2. GI case mix grows more complex, chronic and multidisciplinary: GI leaders report a clear shift toward higher-acuity and more complex care, with increased use of advanced endoscopy and rising volumes tied to chronic conditions such as inflammatory bowel disease, metabolic liver disease and gastroesophageal reflux disease. 

Screening demand remains strong but is becoming more risk-stratified, while a growing share of patients now require coordinated, multidisciplinary management across nutrition, hepatology and chronic care models. Looking to 2026, practices expect continued growth in liver disease-related demand, broader use of AI-supported clinical pathways to route cases by complexity and heightened expectations for same-day access and short-interval follow-up.

3. AI-enabled patient access infrastructure reshaping how GI practices manage demand: GI groups are increasingly turning to AI-driven access platforms to handle rising patient demand without expanding staff.

By automating functions such as scheduling, registration, order placement and patient education through 24/7 voice agents, practices are reducing call volume, shortening wait times and allowing patients to navigate care outside traditional business hours. As labor costs climb and staffing shortages persist, these AI-enabled digital front doors are becoming a critical tool for maintaining access, responsiveness and scalable growth heading into 2026.

4. Migration of GI procedures to outpatient and ASC settings disrupting site-of-care strategy: Gastrointestinal procedures continue to shift out of hospitals and into ASCs, where GI now represents a dominant share of Medicare ASC volume. Rising demand driven by earlier screening guidelines and increased younger-onset colorectal cancer is accelerating this migration, while reimbursement pressure, prior authorization requirements, workforce shortages and higher supply costs intensify operational strain. 
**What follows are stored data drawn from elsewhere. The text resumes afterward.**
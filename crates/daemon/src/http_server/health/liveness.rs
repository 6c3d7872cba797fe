use axum::http::StatusCode;
use axum::response::{IntoResponse, Response};
use axum::Json;

pub async fn handler() -> Response {
    let msg = serde_json::json!({"status": "ok"});
    (StatusCode::OK, Json(msg)).into_response()
}

#[cfg(test)]
mod tests {
    use super::*;

    #[tokio::test]
    async fn test_handler_direct() {
        let response = handler().await;
        assert_eq!(response.status(), StatusCode::OK);
    }
}
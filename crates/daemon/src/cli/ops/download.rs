use std::path::PathBuf;

use clap::Args;
use futures::StreamExt;
use reqwest::header::CONTENT_DISPOSITION;
use tokio::io::AsyncWriteExt;

use common::content::Uid;
use webfiles_daemon::http_server::api::client::ApiError;
use webfiles_daemon::http_server::api::file::DownloadRequest;

#[derive(Args, Debug, Clone)]
pub struct Download {
    /// Uid of the file (16 hex digits)
    pub uid: Uid,

    /// Where to write the file (defaults to the stored file name)
    #[arg(long, short)]
    pub output: Option<PathBuf>,
}

#[derive(Debug, thiserror::Error)]
pub enum DownloadError {
    #[error(transparent)]
    Api(#[from] ApiError),
    #[error("failed to write {0}: {1}")]
    Io(PathBuf, std::io::Error),
}

#[async_trait::async_trait]
impl crate::cli::op::Op for Download {
    type Error = DownloadError;
    type Output = String;

    async fn execute(&self, ctx: &crate::cli::op::OpContext) -> Result<Self::Output, Self::Error> {
        let response = ctx.client.send(DownloadRequest { uid: self.uid }).await?;

        let output = self.output.clone().unwrap_or_else(|| {
            response
                .headers()
                .get(CONTENT_DISPOSITION)
                .and_then(|value| value.to_str().ok())
                .and_then(attachment_name)
                .map(PathBuf::from)
                .unwrap_or_else(|| PathBuf::from(self.uid.to_string()))
        });

        let io_err = |e| DownloadError::Io(output.clone(), e);
        let mut file = tokio::fs::File::create(&output).await.map_err(io_err)?;
        let mut written = 0u64;
        let mut body = response.bytes_stream();
        while let Some(chunk) = body.next().await {
            let chunk = chunk.map_err(ApiError::from)?;
            file.write_all(&chunk).await.map_err(io_err)?;
            written += chunk.len() as u64;
        }
        file.flush().await.map_err(io_err)?;

        Ok(format!(
            "Downloaded {} to {} ({} bytes)",
            self.uid,
            output.display(),
            written
        ))
    }
}

/// The bare file name from an `attachment; filename="..."` header.
fn attachment_name(disposition: &str) -> Option<String> {
    let name = disposition
        .split(';')
        .map(str::trim)
        .find_map(|param| param.strip_prefix("filename="))?
        .trim_matches('"');
    // never write outside the working directory
    let name = name.rsplit(['/', '\\']).next().unwrap_or_default();
    match name {
        "" | "." | ".." => None,
        name => Some(name.to_string()),
    }
}
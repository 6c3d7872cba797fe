use std::time::Duration;

use axum_extra::extract::cookie::{Cookie, SameSite};

use super::SESSION_COOKIE_NAME;

const DEFAULT_SESSION_MAX_AGE: Duration = Duration::from_secs(30 * 24 * 60 * 60);

/// Attributes of the session cookie the server sets.
#[derive(Debug, Clone)]
pub struct CookiePolicy {
    /// Only send cookies over HTTPS
    pub secure: bool,
    pub session_max_age: Duration,
}

impl Default for CookiePolicy {
    fn default() -> Self {
        Self {
            secure: false,
            session_max_age: DEFAULT_SESSION_MAX_AGE,
        }
    }
}

impl CookiePolicy {
    pub fn session_cookie(&self, value: String) -> Cookie<'static> {
        let max_age = i64::try_from(self.session_max_age.as_secs()).unwrap_or(i64::MAX);
        Cookie::build((SESSION_COOKIE_NAME, value))
            .path("/")
            .http_only(true)
            .secure(self.secure)
            .same_site(SameSite::Lax)
            .max_age(time::Duration::seconds(max_age))
            .build()
    }
}

#[cfg(test)]
mod tests {
    use super::*;

    #[test]
    fn test_session_cookie_attributes() {
        let policy = CookiePolicy::default();
        let cookie = policy.session_cookie("id.tag".to_string());

        assert_eq!(cookie.name(), SESSION_COOKIE_NAME);
        assert_eq!(cookie.value(), "id.tag");
        assert_eq!(cookie.path(), Some("/"));
        assert_eq!(cookie.http_only(), Some(true));
        assert_eq!(cookie.same_site(), Some(SameSite::Lax));
        assert_eq!(cookie.secure(), Some(false));
        assert_eq!(
            cookie.max_age(),
            Some(time::Duration::seconds(DEFAULT_SESSION_MAX_AGE.as_secs() as i64))
        );
    }

    #[test]
    fn test_secure_policy_marks_cookie() {
        let policy = CookiePolicy {
            secure: true,
            session_max_age: Duration::from_secs(600),
        };
        let cookie = policy.session_cookie("id.tag".to_string());

        assert_eq!(cookie.secure(), Some(true));
        assert_eq!(cookie.max_age(), Some(time::Duration::seconds(600)));
    }
}
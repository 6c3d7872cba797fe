use std::convert::Infallible;

use axum::extract::FromRequestParts;
use axum::http::request::Parts;
use axum::http::StatusCode;
use axum::response::{IntoResponse, Response};

use common::session::Session;
use common::token::Claims;

/// What the auth stages established about a request.
///
/// Handlers never see a partially trusted identity: the identity is only
/// present once the token was verified, and `is_authorized` implies it.
#[derive(Debug, Clone, Default)]
pub struct AuthContext {
    identity: Option<String>,
    authorized: bool,
    raw_token: Option<String>,
    session: Option<Session>,
}

impl AuthContext {
    /// Context after token resolution, before authentication.
    pub fn resolved(raw_token: String, session: Session) -> Self {
        Self {
            identity: None,
            authorized: false,
            raw_token: Some(raw_token),
            session: Some(session),
        }
    }

    pub fn authenticate(&mut self, claims: &Claims) {
        self.identity = Some(claims.subject().to_string());
    }

    pub fn set_authorized(&mut self, authorized: bool) {
        self.authorized = authorized;
    }

    pub fn is_authenticated(&self) -> bool {
        self.identity.is_some()
    }

    /// The verified identity
    pub fn identity(&self) -> Option<&str> {
        self.identity.as_deref()
    }

    pub fn is_authorized(&self) -> bool {
        self.authorized && self.is_authenticated()
    }

    /// The authoritative token for this request
    pub fn raw_token(&self) -> Option<&str> {
        self.raw_token.as_deref()
    }

    pub fn session(&self) -> Option<&Session> {
        self.session.as_ref()
    }
}

#[async_trait::async_trait]
impl<S> FromRequestParts<S> for AuthContext
where
    S: Send + Sync,
{
    type Rejection = Infallible;

    async fn from_request_parts(parts: &mut Parts, _state: &S) -> Result<Self, Self::Rejection> {
        Ok(parts
            .extensions
            .get::<AuthContext>()
            .cloned()
            .unwrap_or_default())
    }
}

/// Extracts the verified identity, rejecting unauthenticated requests.
#[derive(Debug, Clone)]
pub struct Identity(pub String);

#[async_trait::async_trait]
impl<S> FromRequestParts<S> for Identity
where
    S: Send + Sync,
{
    type Rejection = Unauthorized;

    async fn from_request_parts(parts: &mut Parts, _state: &S) -> Result<Self, Self::Rejection> {
        parts
            .extensions
            .get::<AuthContext>()
            .and_then(AuthContext::identity)
            .map(|identity| Identity(identity.to_string()))
            .ok_or(Unauthorized)
    }
}

#[derive(Debug, Clone, Copy)]
pub struct Unauthorized;

impl IntoResponse for Unauthorized {
    fn into_response(self) -> Response {
        (StatusCode::UNAUTHORIZED, "unauthorized").into_response()
    }
}
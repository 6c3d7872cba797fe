use std::sync::Arc;

use url::Url;

use common::content::{ContentError, ContentStore};
use common::session::{FilesystemSessionStore, SessionError, SessionStore};
use common::token::TokenCodec;

use crate::database::{Database, DatabaseSetupError};
use crate::http_server::auth::CookiePolicy;
use crate::service_config::Config;

/// Main service state, shared by every request handler
#[derive(Clone)]
pub struct State {
    database: Database,
    content: ContentStore,
    sessions: Arc<dyn SessionStore>,
    tokens: TokenCodec,
    cookies: CookiePolicy,
}

impl State {
    pub async fn from_config(config: &Config) -> Result<Self, StateSetupError> {
        // 1. Setup database
        let database = match config.sqlite_path {
            Some(ref path) => {
                if !path.exists() {
                    return Err(StateSetupError::DatabasePathDoesNotExist);
                }
                let sqlite_database_url = Url::parse(&format!("sqlite://{}", path.display()))
                    .map_err(|_| StateSetupError::InvalidDatabaseUrl)?;
                tracing::info!("Database URL: {:?}", sqlite_database_url);
                Database::connect(&sqlite_database_url).await?
            }
            // otherwise just set up an in-memory database
            None => {
                tracing::warn!("no database path configured, ownership records will not persist");
                Database::in_memory().await?
            }
        };

        // 2. Setup content store
        let content = ContentStore::open(&config.uploads_path).await?;
        tracing::info!(path = %content.root().display(), "content store ready");

        // 3. Setup sessions and tokens from the shared secret
        let secret = config.signing_secret.as_bytes();
        let sessions = FilesystemSessionStore::new(&config.sessions_path, secret)
            .await?
            .with_max_age(config.session_max_age);
        sessions.purge_expired().await?;
        tracing::info!(path = %sessions.path().display(), "session store ready");
        let tokens = TokenCodec::with_lifetime(secret, config.token_lifetime);

        let cookies = CookiePolicy {
            secure: config.secure_cookies,
            session_max_age: config.session_max_age,
        };

        Ok(Self::new(database, content, Arc::new(sessions), tokens, cookies))
    }

    pub fn new(
        database: Database,
        content: ContentStore,
        sessions: Arc<dyn SessionStore>,
        tokens: TokenCodec,
        cookies: CookiePolicy,
    ) -> Self {
        Self {
            database,
            content,
            sessions,
            tokens,
            cookies,
        }
    }

    pub fn database(&self) -> &Database {
        &self.database
    }

    pub fn content(&self) -> &ContentStore {
        &self.content
    }

    pub fn sessions(&self) -> &dyn SessionStore {
        self.sessions.as_ref()
    }

    pub fn tokens(&self) -> &TokenCodec {
        &self.tokens
    }

    pub fn cookies(&self) -> &CookiePolicy {
        &self.cookies
    }
}

#[derive(Debug, thiserror::Error)]
pub enum StateSetupError {
    #[error("Database path does not exist")]
    DatabasePathDoesNotExist,
    #[error("Invalid database URL")]
    InvalidDatabaseUrl,
    #[error("Database setup error: {0}")]
    DatabaseSetupError(#[from] DatabaseSetupError),
    #[error("Content store setup error: {0}")]
    ContentStoreError(#[from] ContentError),
    #[error("Session store setup error: {0}")]
    SessionStoreError(#[from] SessionError),
}
use axum::routing::get;
use axum::Router;

mod data_source;
mod liveness;
mod readiness;
mod version;

use crate::ServiceState;

pub fn router(state: ServiceState) -> Router<ServiceState> {
    Router::new()
        .route("/livez", get(liveness::handler))
        .route("/readyz", get(readiness::handler))
        .route("/version", get(version::handler))
        .with_state(state)
}
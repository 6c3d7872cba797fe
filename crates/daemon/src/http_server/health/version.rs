use axum::http::StatusCode;
use axum::response::{IntoResponse, Response};
use axum::Json;

use common::version::build_info;

#[tracing::instrument]
pub async fn handler() -> Response {
    (StatusCode::OK, Json(build_info())).into_response()
}

#[cfg(test)]
mod tests {
    use super::*;

    #[tokio::test]
    async fn test_handler_direct() {
        let response = handler().await;
        assert_eq!(response.status(), StatusCode::OK);
    }
}
//! Content-addressed file storage.
//!
//! Every stored object is named by the xxh64 digest of its bytes, rendered
//! as 16 lowercase hex digits. On disk an object is a directory
//! `{root}/{uid}/` holding the payload under the basename of the uploaded
//! file name, plus a `NAME` sidecar with the uploaded name verbatim. The
//! sidecar is written last, so an object without one does not exist.

use std::fmt;
use std::str::FromStr;

use serde::{Deserialize, Serialize};
use xxhash_rust::xxh64::xxh64;

mod path;
mod store;

pub use path::{ensure_descendant, normalize, storage_file_name};
pub use store::{ContentStore, INCOMING_DIR, NAME_FILE};

/// Seed used for every content hash.
pub const UID_SEED: u64 = 0;

/// Number of hex digits in a rendered [`Uid`].
pub const UID_HEX_LEN: usize = 16;

/// Identifier of a stored object: the xxh64 hash of its full contents.
#[derive(Debug, Clone, Copy, PartialEq, Eq, Hash, PartialOrd, Ord)]
pub struct Uid(u64);

impl Uid {
    /// Hash `bytes` into their content identifier.
    pub fn from_content(bytes: &[u8]) -> Self {
        Self(xxh64(bytes, UID_SEED))
    }

    pub fn as_u64(&self) -> u64 {
        self.0
    }
}

impl From<u64> for Uid {
    fn from(value: u64) -> Self {
        Self(value)
    }
}

impl fmt::Display for Uid {
    fn fmt(&self, f: &mut fmt::Formatter<'_>) -> fmt::Result {
        write!(f, "{:016x}", self.0)
    }
}

impl FromStr for Uid {
    type Err = ContentError;

    /// Accepts exactly 16 hex digits, either case.
    fn from_str(s: &str) -> Result<Self, Self::Err> {
        if s.len() != UID_HEX_LEN || !s.bytes().all(|b| b.is_ascii_hexdigit()) {
            return Err(ContentError::InvalidUid(s.to_string()));
        }
        u64::from_str_radix(s, 16)
            .map(Self)
            .map_err(|_| ContentError::InvalidUid(s.to_string()))
    }
}

impl Serialize for Uid {
    fn serialize<S: serde::Serializer>(&self, serializer: S) -> Result<S::Ok, S::Error> {
        serializer.collect_str(self)
    }
}

impl<'de> Deserialize<'de> for Uid {
    fn deserialize<D: serde::Deserializer<'de>>(deserializer: D) -> Result<Self, D::Error> {
        let s = String::deserialize(deserializer)?;
        s.parse().map_err(serde::de::Error::custom)
    }
}

/// Compute the identifier of `bytes`.
pub fn content_uid(bytes: &[u8]) -> Uid {
    Uid::from_content(bytes)
}

/// Metadata about a stored upload.
#[derive(Debug, Clone, PartialEq, Eq, Serialize, Deserialize)]
pub struct ContentRecord {
    pub uid: Uid,
    /// File name exactly as supplied by the uploader
    pub original_name: String,
    pub size_bytes: u64,
}

#[derive(Debug, thiserror::Error)]
pub enum ContentError {
    #[error("path escapes the storage root: {0}")]
    PathEscape(String),
    #[error("invalid file name: {0:?}")]
    InvalidFileName(String),
    #[error("invalid uid: {0:?}")]
    InvalidUid(String),
    #[error("content not found: {0}")]
    NotFound(Uid),
    #[error("upload stream error: {0}")]
    Stream(Box<dyn std::error::Error + Send + Sync>),
    #[error("storage I/O error: {0}")]
    Io(#[from] std::io::Error),
}

impl ContentError {
    /// True for errors caused by the client's input rather than the server.
    pub fn is_client_error(&self) -> bool {
        matches!(
            self,
            ContentError::PathEscape(_)
                | ContentError::InvalidFileName(_)
                | ContentError::InvalidUid(_)
                | ContentError::Stream(_)
        )
    }
}

#[cfg(test)]
mod tests {
    use super::*;

    #[test]
    fn test_uid_is_pure_function_of_content() {
        let a = content_uid(b"helloworld");
        let b = content_uid(b"helloworld");
        assert_eq!(a, b);
        assert_ne!(a, content_uid(b"helloworle"));
        assert_eq!(a.as_u64(), xxh64(b"helloworld", 0));
    }

    #[test]
    fn test_uid_display_is_16_lowercase_hex() {
        assert_eq!(Uid::from(0xab).to_string(), "00000000000000ab");
        assert_eq!(Uid::from(u64::MAX).to_string(), "ffffffffffffffff");

        let rendered = content_uid(b"anything").to_string();
        assert_eq!(rendered.len(), UID_HEX_LEN);
        assert!(rendered
            .bytes()
            .all(|b| b.is_ascii_digit() || (b'a'..=b'f').contains(&b)));
    }

    #[test]
    fn test_uid_parse() {
        let uid: Uid = "00000000000000ab".parse().unwrap();
        assert_eq!(uid.as_u64(), 0xab);
        assert_eq!("FFFFFFFFFFFFFFFF".parse::<Uid>().unwrap().as_u64(), u64::MAX);

        for bad in ["", "ab", "00000000000000abc", "000000000000000g", "+000000000000000"] {
            assert!(
                matches!(bad.parse::<Uid>(), Err(ContentError::InvalidUid(_))),
                "{bad:?} should not parse"
            );
        }
    }

    #[test]
    fn test_uid_serde_as_string() {
        let uid = Uid::from(0x1234);
        let json = serde_json::to_string(&uid).unwrap();
        assert_eq!(json, "\"0000000000001234\"");
        assert_eq!(serde_json::from_str::<Uid>(&json).unwrap(), uid);
        assert!(serde_json::from_str::<Uid>("\"xyz\"").is_err());
    }
}
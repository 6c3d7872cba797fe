use std::path::{Path, PathBuf};

use bytes::Bytes;
use futures::{Stream, StreamExt};
use tokio::io::AsyncWriteExt;
use xxhash_rust::xxh64::Xxh64;

use super::path::{ensure_descendant, storage_file_name};
use super::{ContentError, ContentRecord, Uid, UID_SEED};

/// Sidecar holding the uploaded file name of an object
pub const NAME_FILE: &str = "NAME";
/// Staging directory for uploads still being hashed
pub const INCOMING_DIR: &str = ".incoming";

/// Handle on a content-addressed storage root.
#[derive(Debug, Clone)]
pub struct ContentStore {
    root: PathBuf,
}

impl ContentStore {
    /// Open the store at `root`, creating it if needed.
    ///
    /// The root is canonicalized so descendant checks compare like with like.
    pub async fn open(root: impl AsRef<Path>) -> Result<Self, ContentError> {
        let root = root.as_ref();
        tokio::fs::create_dir_all(root).await?;
        let root = tokio::fs::canonicalize(root).await?;
        tokio::fs::create_dir_all(root.join(INCOMING_DIR)).await?;
        Ok(Self { root })
    }

    pub fn root(&self) -> &Path {
        &self.root
    }

    /// Directory holding the object `uid`
    pub fn content_dir(&self, uid: Uid) -> PathBuf {
        self.root.join(uid.to_string())
    }

    fn staging_path(&self) -> PathBuf {
        self.root
            .join(INCOMING_DIR)
            .join(uuid::Uuid::new_v4().to_string())
    }

    /// Store the bytes of `stream` under the name `file_name`.
    ///
    /// The stream is hashed while it is spooled to a staging file, then the
    /// staging file is moved into place. Nothing outside the staging area is
    /// touched when the name is rejected or the stream fails. Storing bytes
    /// that already exist keeps the existing copy.
    pub async fn write<S, E>(&self, file_name: &str, stream: S) -> Result<ContentRecord, ContentError>
    where
        S: Stream<Item = Result<Bytes, E>>,
        E: Into<Box<dyn std::error::Error + Send + Sync>>,
    {
        let base = storage_file_name(file_name)?;

        let staging = self.staging_path();
        let result = match spool(&staging, stream).await {
            Ok((uid, size_bytes)) => self
                .commit(&staging, uid, &base, file_name)
                .await
                .map(|()| ContentRecord {
                    uid,
                    original_name: file_name.to_string(),
                    size_bytes,
                }),
            Err(e) => Err(e),
        };

        if result.is_err() {
            let _ = tokio::fs::remove_file(&staging).await;
        }
        result
    }

    /// Store an in-memory buffer.
    pub async fn write_bytes(
        &self,
        file_name: &str,
        data: impl Into<Bytes>,
    ) -> Result<ContentRecord, ContentError> {
        let chunk: Result<Bytes, std::io::Error> = Ok(data.into());
        self.write(file_name, futures::stream::iter([chunk])).await
    }

    async fn commit(
        &self,
        staging: &Path,
        uid: Uid,
        base: &str,
        file_name: &str,
    ) -> Result<(), ContentError> {
        let dir = self.content_dir(uid);
        let sidecar = dir.join(NAME_FILE);

        if tokio::fs::try_exists(&sidecar).await? {
            tracing::debug!(%uid, "content already stored, discarding duplicate upload");
            tokio::fs::remove_file(staging).await?;
            return Ok(());
        }

        let target = ensure_descendant(&self.root, &dir.join(base))?;
        tokio::fs::create_dir_all(&dir).await?;
        tokio::fs::rename(staging, &target).await?;

        // The sidecar goes last; until it exists the object is not visible.
        let sidecar_staging = self.staging_path();
        tokio::fs::write(&sidecar_staging, file_name.as_bytes()).await?;
        if let Err(e) = tokio::fs::rename(&sidecar_staging, &sidecar).await {
            let _ = tokio::fs::remove_file(&sidecar_staging).await;
            return Err(e.into());
        }

        tracing::info!(%uid, file = %base, "stored new content");
        Ok(())
    }

    /// Resolve `uid` to the absolute path of its payload.
    ///
    /// Fails with [`ContentError::NotFound`] when the object, its sidecar or
    /// its payload is missing, and with [`ContentError::PathEscape`] when the
    /// recorded name would leave the storage root.
    pub async fn resolve(&self, uid: Uid) -> Result<PathBuf, ContentError> {
        let dir = self.content_dir(uid);

        let name = match tokio::fs::read(dir.join(NAME_FILE)).await {
            Ok(name) if !name.is_empty() => name,
            Ok(_) => return Err(ContentError::NotFound(uid)),
            Err(e) if e.kind() == std::io::ErrorKind::NotFound => {
                return Err(ContentError::NotFound(uid))
            }
            Err(e) => return Err(e.into()),
        };
        let name = String::from_utf8(name)
            .map_err(|e| ContentError::InvalidFileName(String::from_utf8_lossy(e.as_bytes()).into()))?;

        let base = storage_file_name(&name)?;
        let path = ensure_descendant(&self.root, &dir.join(base))?;

        // Follow links too, so nothing planted in the tree can point outside it.
        let real = match tokio::fs::canonicalize(&path).await {
            Ok(real) => real,
            Err(e) if e.kind() == std::io::ErrorKind::NotFound => {
                return Err(ContentError::NotFound(uid))
            }
            Err(e) => return Err(e.into()),
        };
        ensure_descendant(&self.root, &real)
    }
}

/// Copy `stream` into a new file at `path`, hashing as it goes.
async fn spool<S, E>(path: &Path, stream: S) -> Result<(Uid, u64), ContentError>
where
    S: Stream<Item = Result<Bytes, E>>,
    E: Into<Box<dyn std::error::Error + Send + Sync>>,
{
    futures::pin_mut!(stream);

    let mut file = tokio::fs::File::create(path).await?;
    let mut hasher = Xxh64::new(UID_SEED);
    let mut size_bytes = 0u64;

    while let Some(chunk) = stream.next().await {
        let chunk = chunk.map_err(|e| ContentError::Stream(e.into()))?;
        hasher.update(&chunk);
        file.write_all(&chunk).await?;
        size_bytes += chunk.len() as u64;
    }
    file.flush().await?;
    file.sync_all().await?;

    let uid = Uid::from(hasher.digest());
    tracing::debug!(%uid, size_bytes, "hashed upload");
    Ok((uid, size_bytes))
}
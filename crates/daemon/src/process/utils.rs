use std::time::Duration;

use tokio::signal::unix::{signal, SignalKind};
use tokio::sync::watch;
use tokio::task::JoinHandle;

const REQUEST_GRACE_PERIOD: Duration = Duration::from_secs(10);

/// Spawns a task that listens for SIGINT and SIGTERM and sends a shutdown signal via a watch.
///
/// Returns the join handle, the sender (for programmatic shutdown), and the receiver.
pub fn graceful_shutdown_blocker(
) -> std::io::Result<(JoinHandle<()>, watch::Sender<()>, watch::Receiver<()>)> {
    let mut sigint = signal(SignalKind::interrupt())?;
    let mut sigterm = signal(SignalKind::terminate())?;

    let (tx, rx) = tokio::sync::watch::channel(());
    let signal_tx = tx.clone();
    let mut programmatic_rx = rx.clone();

    let handle = tokio::spawn(async move {
        tokio::select! {
            _ = sigint.recv() => {
                tracing::debug!("gracefully exiting immediately on SIGINT");
            }
            _ = sigterm.recv() => {
                tracing::debug!("initiating graceful shutdown with delay on SIGTERM");
                tokio::time::sleep(REQUEST_GRACE_PERIOD).await;
            }
            _ = programmatic_rx.changed() => {
                tracing::debug!("shutdown requested");
            }
        }

        // let every listener on the watch know it is time to stop
        let _ = signal_tx.send(());
    });

    Ok((handle, tx, rx))
}

/// Registers a panic hook that logs panics using the `tracing` crate
pub fn register_panic_logger() {
    std::panic::set_hook(Box::new(|panic| match panic.location() {
        Some(loc) => {
            tracing::error!(
                message = %panic,
                panic.file = loc.file(),
                panic.line = loc.line(),
                panic.column = loc.column(),
            );
        }
        None => tracing::error!(message = %panic),
    }));
}

pub fn report_build_info() {
    let build = common::version::build_info();

    tracing::info!(
        build_profile = ?build.build_profile,
        features = ?build.build_features,
        version = ?build.version,
        "webfiles starting up"
    );
}
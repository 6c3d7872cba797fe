use axum::extract::DefaultBodyLimit;
use axum::Router;
use tokio::sync::watch;
use tower_http::trace::TraceLayer;
use tower_http::trace::{DefaultOnFailure, DefaultOnResponse};
use tower_http::LatencyUnit;

pub mod api;
pub mod auth;
mod config;
mod handlers;
mod health;

pub use config::Config;

use crate::ServiceState;

const STATUS_PREFIX: &str = "/_status";

/// Every route the server exposes.
///
/// Status routes sit outside the auth chain so probes never create
/// sessions or mint tokens.
pub fn router(config: &Config, state: ServiceState) -> Router {
    let trace_layer = TraceLayer::new_for_http()
        .on_response(
            DefaultOnResponse::new()
                .include_headers(false)
                .level(config.log_level)
                .latency_unit(LatencyUnit::Micros),
        )
        .on_failure(DefaultOnFailure::new().latency_unit(LatencyUnit::Micros));

    Router::new()
        .nest(STATUS_PREFIX, health::router(state.clone()))
        .merge(api::router(state.clone()))
        .fallback(handlers::not_found_handler)
        .layer(DefaultBodyLimit::max(config.max_file_size))
        .with_state(state)
        .layer(trace_layer)
}

/// Run the HTTP server until `shutdown_rx` fires.
pub async fn run(
    config: Config,
    state: ServiceState,
    mut shutdown_rx: watch::Receiver<()>,
) -> Result<(), HttpServerError> {
    let listen_addr = config.listen_addr;
    let router = router(&config, state);

    tracing::info!(addr = ?listen_addr, "HTTP server listening");
    let listener = tokio::net::TcpListener::bind(listen_addr).await?;

    axum::serve(listener, router)
        .with_graceful_shutdown(async move {
            let _ = shutdown_rx.changed().await;
        })
        .await?;

    Ok(())
}

#[derive(Debug, thiserror::Error)]
pub enum HttpServerError {
    #[error("an error occurred running the HTTP server: {0}")]
    ServingFailed(#[from] std::io::Error),
}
In response, GI groups are expanding ASC capacity through new centers, joint ventures and technology investments to manage higher volumes and growing procedural complexity in outpatient settings heading into 2026.

5. Shifting payer expectations disrupting how GI practices negotiate, align and prove value: As reimbursement pressure intensifies and payer expectations evolve, GI leaders are fundamentally rethinking how they engage with insurers.

Practices are moving away from passive fee-for-service contracting toward tighter payer alignment, value-based arrangements and data-driven negotiations that demonstrate quality, efficiency and cost containment, particularly in the ASC setting. To remain competitive, GI groups are investing in analytics, care coordination infrastructure and patient financial education while becoming more selective about payer partnerships.

Heading into 2026, leaders expect success to hinge on demonstrable outcomes, operational consistency and the ability to position GI practices as high-performing partners of choice for payers and employers.